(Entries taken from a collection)
+ + + + +
//! Recipe composer implementation.

use std::collections::BTreeMap;
use std::time::Instant;

use serde_json::Value;
use xmt_index::Position;

use crate::config::ComposeConfig;
use crate::content::ContentItem;
use crate::error::{RecipeError, RecipeResult};
use crate::recipe::{CompositionStats, Recipe};
use crate::spec::{AnnotationEntry, AnnotationValue, ContentEntry, MarkerKind, Spec, STATIC_KIND};
use crate::stack::InclusionStack;
use crate::storage::RecipeStorage;

/// Main composition engine.
///
/// The composer turns a [`Spec`] into a [`Recipe`]: it assembles the content
/// sequence (recursively splicing in included recipes fetched from a
/// [`RecipeStorage`]), resolves tags, optionally compiles them into
/// index collections and applies annotations.
///
/// # Example
///
/// ```ignore
/// use xmt_recipes::{MemoryStorage, RecipeComposer};
///
/// let storage = MemoryStorage::new();
/// // ... insert specifications ...
///
/// let composer = RecipeComposer::new(&storage);
/// let recipe = composer.compose_by_name("basic")?;
///
/// let first = recipe.tag("first")?;
/// println!("{} items tagged 'first'", first.len());
/// ```
pub struct RecipeComposer<'a> {
    /// Where included recipes are looked up.
    storage: &'a dyn RecipeStorage,
    /// Composer configuration.
    config: ComposeConfig,
}

/// Working state for one specification.
#[derive(Default)]
struct Assembly {
    content: Vec<ContentItem>,
    raw_tags: BTreeMap<String, Vec<Position>>,
    markers: Vec<PendingMarker>,
}

/// A marker seen during content assembly, resolved once the length is known.
struct PendingMarker {
    offset: usize,
    kind: String,
    tag: String,
}

impl<'a> RecipeComposer<'a> {
    /// Creates a composer with default configuration.
    pub fn new(storage: &'a dyn RecipeStorage) -> Self {
        Self::with_config(storage, ComposeConfig::default())
    }

    /// Creates a composer with custom configuration.
    pub fn with_config(storage: &'a dyn RecipeStorage, config: ComposeConfig) -> Self {
        Self { storage, config }
    }

    /// Returns a reference to the composer configuration.
    pub fn config(&self) -> &ComposeConfig {
        &self.config
    }

    /// Composes a specification.
    ///
    /// `spec` is never modified. Every call starts with a fresh inclusion
    /// stack. On failure nothing is returned but the innermost error.
    pub fn compose(&self, spec: &Spec) -> RecipeResult<Recipe> {
        let start = Instant::now();
        let mut stack = InclusionStack::new();

        log::debug!("composing recipe '{}'", spec.id());
        let mut recipe = self.compose_nested(spec, &mut stack, self.config.compile_tags)?;
        recipe.stats = CompositionStats::new(start.elapsed(), stack.entered(), stack.max_depth());

        log::debug!(
            "composed recipe '{}': {} items, {} tags, {} recipes in {:?}",
            spec.id(),
            recipe.len(),
            recipe.raw_tags().len(),
            recipe.stats.recipes_composed,
            recipe.stats.duration
        );
        Ok(recipe)
    }

    /// Loads the specification registered under `name` and composes it.
    pub fn compose_by_name(&self, name: &str) -> RecipeResult<Recipe> {
        let spec = self.storage.load_recipe(name)?;
        self.compose(&spec)
    }

    /// Composes `spec` as part of the call tree tracked by `stack`.
    ///
    /// The identifier is popped again whether or not composition succeeds.
    fn compose_nested(
        &self,
        spec: &Spec,
        stack: &mut InclusionStack,
        compile_tags: bool,
    ) -> RecipeResult<Recipe> {
        let id = spec.id();
        if self.config.enforce_kind && spec.metadata.kind != STATIC_KIND {
            return Err(RecipeError::UnsupportedKind {
                id: id.to_string(),
                kind: spec.metadata.kind.clone(),
            });
        }
        if let Some(limit) = self.config.max_depth {
            if stack.depth() >= limit {
                return Err(RecipeError::DepthExceeded {
                    id: id.to_string(),
                    limit,
                });
            }
        }

        stack.enter(id)?;
        let result = self.assemble(spec, stack, compile_tags);
        stack.leave(id);
        result
    }

    fn assemble(
        &self,
        spec: &Spec,
        stack: &mut InclusionStack,
        compile_tags: bool,
    ) -> RecipeResult<Recipe> {
        let mut assembly = Assembly::default();
        self.process_content(spec, stack, &mut assembly)?;
        process_tags(spec, &mut assembly)?;

        let mut recipe = Recipe::new(spec.metadata.clone(), assembly.content, assembly.raw_tags);
        if compile_tags {
            recipe.compile_tags();
        }
        process_annotations(spec, &mut recipe.content)?;
        Ok(recipe)
    }

    fn process_content(
        &self,
        spec: &Spec,
        stack: &mut InclusionStack,
        assembly: &mut Assembly,
    ) -> RecipeResult<()> {
        for entry in &spec.content {
            match entry {
                ContentEntry::Include { include } => self.include(include, stack, assembly)?,
                ContentEntry::Marker { tag, with } => assembly.markers.push(PendingMarker {
                    offset: assembly.content.len(),
                    kind: tag.clone(),
                    tag: with.clone(),
                }),
                ContentEntry::Literal(Value::Object(_)) => {
                    return Err(RecipeError::specification(
                        spec.id(),
                        "unrecognized special content marker",
                    ));
                }
                ContentEntry::Literal(value) => assembly.content.push(ContentItem::new(value.clone())),
            }
        }
        Ok(())
    }

    /// Splices the recipe registered under `name` into `assembly`.
    ///
    /// Included tags are merged with every position shifted by the content
    /// length before the inclusion.
    fn include(
        &self,
        name: &str,
        stack: &mut InclusionStack,
        assembly: &mut Assembly,
    ) -> RecipeResult<()> {
        let offset = assembly.content.len();
        let spec = self.storage.load_recipe(name)?;
        let child = self.compose_nested(&spec, stack, false)?;
        log::trace!(
            "including '{}' ({} items) at offset {}",
            name,
            child.len(),
            offset
        );

        assembly.content.extend(child.content);
        for (tag, positions) in child.raw_tags {
            assembly
                .raw_tags
                .entry(tag)
                .or_default()
                .extend(positions.into_iter().map(|p| p + offset));
        }
        Ok(())
    }
}

/// Merges explicit tag definitions and positional markers into the raw tags,
/// then sorts and deduplicates every tag.
fn process_tags(spec: &Spec, assembly: &mut Assembly) -> RecipeResult<()> {
    let total_len = assembly.content.len();

    for (name, value) in &spec.tags {
        let positions = value.resolve(total_len)?;
        assembly
            .raw_tags
            .entry(name.clone())
            .or_default()
            .extend(positions);
    }

    for marker in &assembly.markers {
        let kind = MarkerKind::parse(&marker.kind).ok_or_else(|| {
            RecipeError::specification(
                spec.id(),
                format!("invalid special marker '{}'", marker.kind),
            )
        })?;
        let positions = assembly.raw_tags.entry(marker.tag.clone()).or_default();
        match kind {
            MarkerKind::Preceding => positions.extend(1..=marker.offset),
            MarkerKind::Subsequent => positions.extend(marker.offset.max(1)..=total_len),
        }
    }

    for positions in assembly.raw_tags.values_mut() {
        positions.sort_unstable();
        positions.dedup();
    }
    Ok(())
}

/// Attaches every annotation of `spec` to `content`.
fn process_annotations(spec: &Spec, content: &mut [ContentItem]) -> RecipeResult<()> {
    let len = content.len();
    let out_of_range = |name: &str, position: Position| {
        RecipeError::specification(
            spec.id(),
            format!(
                "annotation '{}' targets position {} but there are {} items",
                name, position, len
            ),
        )
    };

    for (name, raw) in &spec.annotations {
        let value = AnnotationValue::from_value(raw).map_err(|message| {
            RecipeError::specification(spec.id(), format!("annotation '{}': {}", name, message))
        })?;

        match value {
            AnnotationValue::Sequence(entries) => {
                // Index of the next item to write.
                let mut cursor = 0usize;
                for entry in entries {
                    match entry {
                        AnnotationEntry::Jump(position) => cursor = position - 1,
                        AnnotationEntry::Value(value) => {
                            let item = content
                                .get_mut(cursor)
                                .ok_or_else(|| out_of_range(name.as_str(), cursor + 1))?;
                            item.annotate(name.as_str(), value);
                            cursor += 1;
                        }
                    }
                }
            }
            AnnotationValue::Positions(entries) => {
                for (position, value) in entries {
                    let item = content
                        .get_mut(position - 1)
                        .ok_or_else(|| out_of_range(name.as_str(), position))?;
                    item.annotate(name.as_str(), value);
                }
            }
        }
    }
    Ok(())
}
+ + + + +
### WORK INSTRUCTION
Copy the lines that hold the word "MemoryStorage". Take them from the records above.

### EXERCISE ANSWER
/// use xmt_recipes::{MemoryStorage, RecipeComposer};
/// let storage = MemoryStorage::new();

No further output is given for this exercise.